- WHAT YOU NEED TO DO -
Using the data that follows, give the number of lines in which the word "tail" occurs. Write only the number.

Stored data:
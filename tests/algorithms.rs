//! Integration tests for rate limiting algorithms.

mod common;

use std::collections::VecDeque;
use std::time::Duration;

use rand::rngs::StdRng;
use rand::{Rng, SeedableRng};
use ratelimit_engine::{
    Algorithm, AlgorithmKind, FixedWindow, LeakyBucket, ManualClock, Quota, SlidingLog,
    SlidingWindow, TokenBucket,
};

use common::{manual_limiter, secs};

#[test]
fn test_token_bucket_scenario() {
    let clock = ManualClock::new(0);
    let limiter = manual_limiter(TokenBucket, Quota::per_second(5).with_refill_rate(1.0), &clock);

    for i in 1..=5 {
        assert!(limiter.allow("client").is_allowed(), "Request {} should be allowed", i);
    }
    let decision = limiter.allow("client");
    assert!(decision.is_denied(), "6th request should be denied");
    assert_eq!(decision.retry_after(), Some(Duration::from_secs(1)));

    clock.set_secs_f64(1.0);
    assert!(limiter.allow("client").is_allowed());
    assert!(limiter.allow("client").is_denied());
}

#[test]
fn test_bucket_burst_bound() {
    let quota = Quota::new(8, Duration::from_secs(4));
    for kind in [AlgorithmKind::TokenBucket, AlgorithmKind::LeakyBucket] {
        let clock = ManualClock::new(secs(100.0));
        let limiter = manual_limiter(kind, quota.clone(), &clock);

        let admitted = (0..20).filter(|_| limiter.allow("k").is_allowed()).count();
        assert_eq!(admitted, 8, "{kind}");
    }
}

#[test]
fn test_bucket_refill_convergence() {
    let quota = Quota::new(4, Duration::from_secs(1)).with_refill_rate(2.0);
    for kind in [AlgorithmKind::TokenBucket, AlgorithmKind::LeakyBucket] {
        let clock = ManualClock::new(0);
        let limiter = manual_limiter(kind, quota.clone(), &clock);
        for _ in 0..4 {
            limiter.allow("k");
        }

        clock.advance(Duration::from_millis(500));
        let admitted = (0..4).filter(|_| limiter.allow("k").is_allowed()).count();
        assert_eq!(admitted, 1, "{kind}");
    }
}

#[test]
fn test_fixed_window_boundary_burst() {
    let clock = ManualClock::new(0);
    let limiter = manual_limiter(FixedWindow, Quota::new(10, Duration::from_secs(10)), &clock);

    clock.set_secs_f64(9.9);
    let tail = (0..20).filter(|_| limiter.allow("k").is_allowed()).count();
    clock.set_secs_f64(10.1);
    let head = (0..20).filter(|_| limiter.allow("k").is_allowed()).count();

    // 2C within 200ms.
    assert_eq!(tail + head, 20);
}

/// Admission times of `algorithm` for a seeded random arrival sequence.
fn admitted_times<A: Algorithm>(algorithm: A, quota: &Quota, seed: u64, arrivals: usize) -> Vec<u64> {
    let mut rng = StdRng::seed_from_u64(seed);
    let mut state = algorithm.initial_state(quota, 0);
    let mut now = 0;
    let mut admitted = Vec::new();

    for _ in 0..arrivals {
        // Bursts of simultaneous arrivals mixed with gaps up to half a window.
        if rng.gen_bool(0.7) {
            now += rng.gen_range(0..quota.window_nanos() / 2);
        }
        let cost = if rng.gen_bool(0.9) { 1 } else { rng.gen_range(1..=quota.capacity()) };
        if algorithm.decide(&mut state, quota, now, cost).is_allowed() {
            admitted.extend(std::iter::repeat_n(now, cost as usize));
        }
    }
    admitted
}

/// Largest number of admissions inside any closed interval of length `window`.
fn max_in_window(times: &[u64], window: u64) -> usize {
    let mut open: VecDeque<u64> = VecDeque::new();
    let mut max = 0;
    for &t in times {
        open.push_back(t);
        while open.front().is_some_and(|&first| first + window < t) {
            open.pop_front();
        }
        max = max.max(open.len());
    }
    max
}

#[test]
fn test_sliding_log_is_exact() {
    let quota = Quota::new(10, Duration::from_secs(1));
    for seed in 0..20 {
        let times = admitted_times(SlidingLog, &quota, seed, 2_000);
        assert!(!times.is_empty());
        assert!(
            max_in_window(&times, quota.window_nanos()) <= 10,
            "seed {seed} exceeded the capacity"
        );
    }
}

#[test]
fn test_sliding_window_approximation_bound() {
    for sub_windows in [1, 4] {
        let quota = Quota::new(10, Duration::from_secs(1)).with_sub_windows(sub_windows);
        for seed in 0..20 {
            let times = admitted_times(SlidingWindow, &quota, seed, 2_000);
            let max = max_in_window(&times, quota.window_nanos());
            assert!(max <= 20, "N={sub_windows} seed {seed}: {max} in one window");
        }
    }
}

#[test]
fn test_sliding_window_converges_to_log() {
    let window = Duration::from_secs(16);
    let retry_at = secs(18.0) + 1;

    let admits_after_burst = |kind: AlgorithmKind, quota: Quota| {
        let mut state = kind.initial_state(&quota, 0);
        for _ in 0..16 {
            assert!(kind.decide(&mut state, &quota, 0, 1).is_allowed());
        }
        (0..16)
            .filter(|_| kind.decide(&mut state, &quota, retry_at, 1).is_allowed())
            .count()
    };

    let coarse = admits_after_burst(AlgorithmKind::SlidingWindow, Quota::new(16, window));
    let medium = admits_after_burst(AlgorithmKind::SlidingWindow, Quota::new(16, window).with_sub_windows(4));
    let fine = admits_after_burst(AlgorithmKind::SlidingWindow, Quota::new(16, window).with_sub_windows(16));
    let exact = admits_after_burst(AlgorithmKind::SlidingLog, Quota::new(16, window));

    assert_eq!((coarse, medium, fine, exact), (3, 9, 16, 16));
}

#[test]
fn test_leaky_bucket_retry_after_is_accurate() {
    let quota = Quota::new(3, Duration::from_secs(3));
    let mut state = LeakyBucket.initial_state(&quota, 0);
    for _ in 0..3 {
        LeakyBucket.decide(&mut state, &quota, 0, 1);
    }

    let denied = LeakyBucket.decide(&mut state, &quota, secs(0.25), 1);
    let wait = denied.retry_after().unwrap().as_nanos() as u64;
    assert_eq!(wait, secs(0.75));

    assert!(LeakyBucket.decide(&mut state, &quota, secs(0.25) + wait - 1, 1).is_denied());
    assert!(LeakyBucket.decide(&mut state, &quota, secs(0.25) + wait, 1).is_allowed());
}

#[test]
fn test_retry_after_is_never_early() {
    let quota = Quota::new(5, Duration::from_secs(2));
    for kind in [
        AlgorithmKind::TokenBucket,
        AlgorithmKind::LeakyBucket,
        AlgorithmKind::FixedWindow,
        AlgorithmKind::SlidingLog,
    ] {
        let mut state = kind.initial_state(&quota, 0);
        for _ in 0..5 {
            kind.decide(&mut state, &quota, secs(0.3), 1);
        }
        let denied = kind.decide(&mut state, &quota, secs(0.3), 1);
        let retry = denied.retry_after().unwrap().as_nanos() as u64;

        let mut probe = state.clone();
        assert!(kind.decide(&mut probe, &quota, secs(0.3) + retry - 1, 1).is_denied(), "{kind}");
        assert!(kind.decide(&mut state, &quota, secs(0.3) + retry, 1).is_allowed(), "{kind}");
    }
}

- TASK ANSWER -
2